Moral concepts and ideas vary depending upon the social environment, and what is considered bad at one time and in one place, elsewhere might be considered the greatest of all virtues. And if there are any common feature in all these different manifestations of moral consciousness that can be identified, this is only because certain common elements shared by every human society were once part of the social order.
...
It is said that in the schools of ancient Sparta, children were forced to wait upon a common table while the adults had their meals. A child had to steal something from the table, and he would be punished only if he couldn’t do this, or only if he were caught red-handed. The moral lesson of this experiment was to steal and not get caught. Such an ideal was entirely conditioned by the Communist order of the closed aristocratic society of Sparta, in which concern for property did not constitute the standard of morality, in which stealing, therefore, was not considered a sin, but where force, craftiness, cunning, and composure constituted the ideal of all citizens of Sparta, and where the greatest sin was the inability to deceive someone else and to control one’s emotions.

The way of life of humans has both its continuity/similarity and it's difference.

We should be able to discern the basis for both our baseness and our greatness. How we can be both courageous or cowardly, selfish or selfless, tempered or reckless.
#15033116
SolarCross wrote:Of course human beings are highly individually variable so each individual has a unique character so one may wonder how one can evaluate the average or typical character of humans as a whole species.
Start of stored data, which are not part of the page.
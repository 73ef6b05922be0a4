//! Checkpoint Behavior - 파일 수정 전 저장점
//!
//! 수정 tool 이 실행되기 직전에 작업 트리 전체를 stash 목록에 기록한다.
//! 인덱스(스테이징 선택)와 작업 트리는 건드리지 않는다.

use crate::git::{create_checkpoint, CheckpointOutcome, GitOps};
use crate::hook::{Behavior, HookEventType, HookInvocationContext, HookResult, ToolMatcher};
use async_trait::async_trait;
use tracing::{debug, info};

/// 파일을 수정하는 tool
const EDITING_TOOLS: &str = "Edit|MultiEdit|Write|NotebookEdit";

/// Checkpoint behavior
#[derive(Debug, Default)]
pub struct CheckpointBehavior;

impl CheckpointBehavior {
    pub fn new() -> Self {
        Self
    }

    /// 저장점 이름: 설정 > "<tool> <file>" > 이벤트 이름
    fn label(ctx: &HookInvocationContext) -> String {
        if let Some(label) = ctx.settings.option_str("label") {
            return label.to_string();
        }
        match (ctx.payload.tool_name(), ctx.payload.file_path()) {
            (Some(tool), Some(file)) => format!("{} {}", tool, file),
            (Some(tool), None) => tool.to_string(),
            _ => ctx.payload.event_type().to_string(),
        }
    }
}

#[async_trait]
impl Behavior for CheckpointBehavior {
    fn name(&self) -> &str {
        "checkpoint"
    }

    fn description(&self) -> &str {
        "Record the working tree in the stash list before files are edited"
    }

    fn events(&self) -> Vec<HookEventType> {
        vec![HookEventType::PreToolUse]
    }

    fn tool_matcher(&self) -> Option<ToolMatcher> {
        Some(ToolMatcher::new(EDITING_TOOLS))
    }

    async fn execute(&self, ctx: &HookInvocationContext) -> HookResult {
        if !GitOps::is_repo(&ctx.project_root) {
            debug!(root = %ctx.project_root.display(), "Not a git repository, skipping checkpoint");
            return HookResult::success_with("not a git repository");
        }

        let git = match GitOps::discover(&ctx.project_root, ctx.executor.clone()) {
            Ok(git) => git,
            Err(e) => return e.into(),
        };

        let label = Self::label(ctx);
        match create_checkpoint(&git, &label).await {
            Ok(CheckpointOutcome::NothingToCheckpoint) => {
                HookResult::success_with("nothing to checkpoint")
            }
            Ok(CheckpointOutcome::Created(checkpoint)) => {
                info!(commit = %checkpoint.commit, "Checkpoint recorded");
                HookResult::success_with(checkpoint.message)
            }
            Err(e) => e.into(),
        }
    }
}

#[cfg(test)]
mod tests {
    use super::*;
    use crate::payload::EventPayload;
    use forgehook_foundation::BehaviorSettings;
    use serde_json::json;
    use tempfile::TempDir;

    #[test]
    fn test_label_from_payload() {
        let payload =
            EventPayload::parse(r#"{"tool":"Edit","toolInput":{"file_path":"src/app.ts"}}"#);
        let ctx = HookInvocationContext::new(payload, "/work");
        assert_eq!(CheckpointBehavior::label(&ctx), "Edit src/app.ts");
    }

    #[test]
    fn test_label_from_settings() {
        let mut settings = BehaviorSettings::default();
        settings.options.insert("label".into(), json!("before refactor"));
        let ctx = HookInvocationContext::new(EventPayload::default(), "/work")
            .with_settings(settings);
        assert_eq!(CheckpointBehavior::label(&ctx), "before refactor");
    }

    #[tokio::test]
    async fn test_outside_repository_succeeds() {
        let dir = TempDir::new().unwrap();
        let payload = EventPayload::parse(r#"{"event":"PreToolUse","tool":"Write"}"#);
        let ctx = HookInvocationContext::new(payload, dir.path());

        let result = CheckpointBehavior::new().execute(&ctx).await;
        assert_eq!(result, HookResult::success_with("not a git repository"));
    }
}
Many other animals are also individually variable but we can recognise the baseline character of the species, for example we might recognise that cats are playful and ruthless. Rabbits are timid and gregarious amongst their own. So it should be for own species homo sapiens. What is our species character? I think curiosity is a major character trait. What else?

Interestingly we recognize rhythm and song well SolarCross. We have a voice box and are programmed for human language from an early age. We produce art and we tend to cook our food before consuming it. We have a lot in common with our other humans. Variation is a fundamental part of the natural world.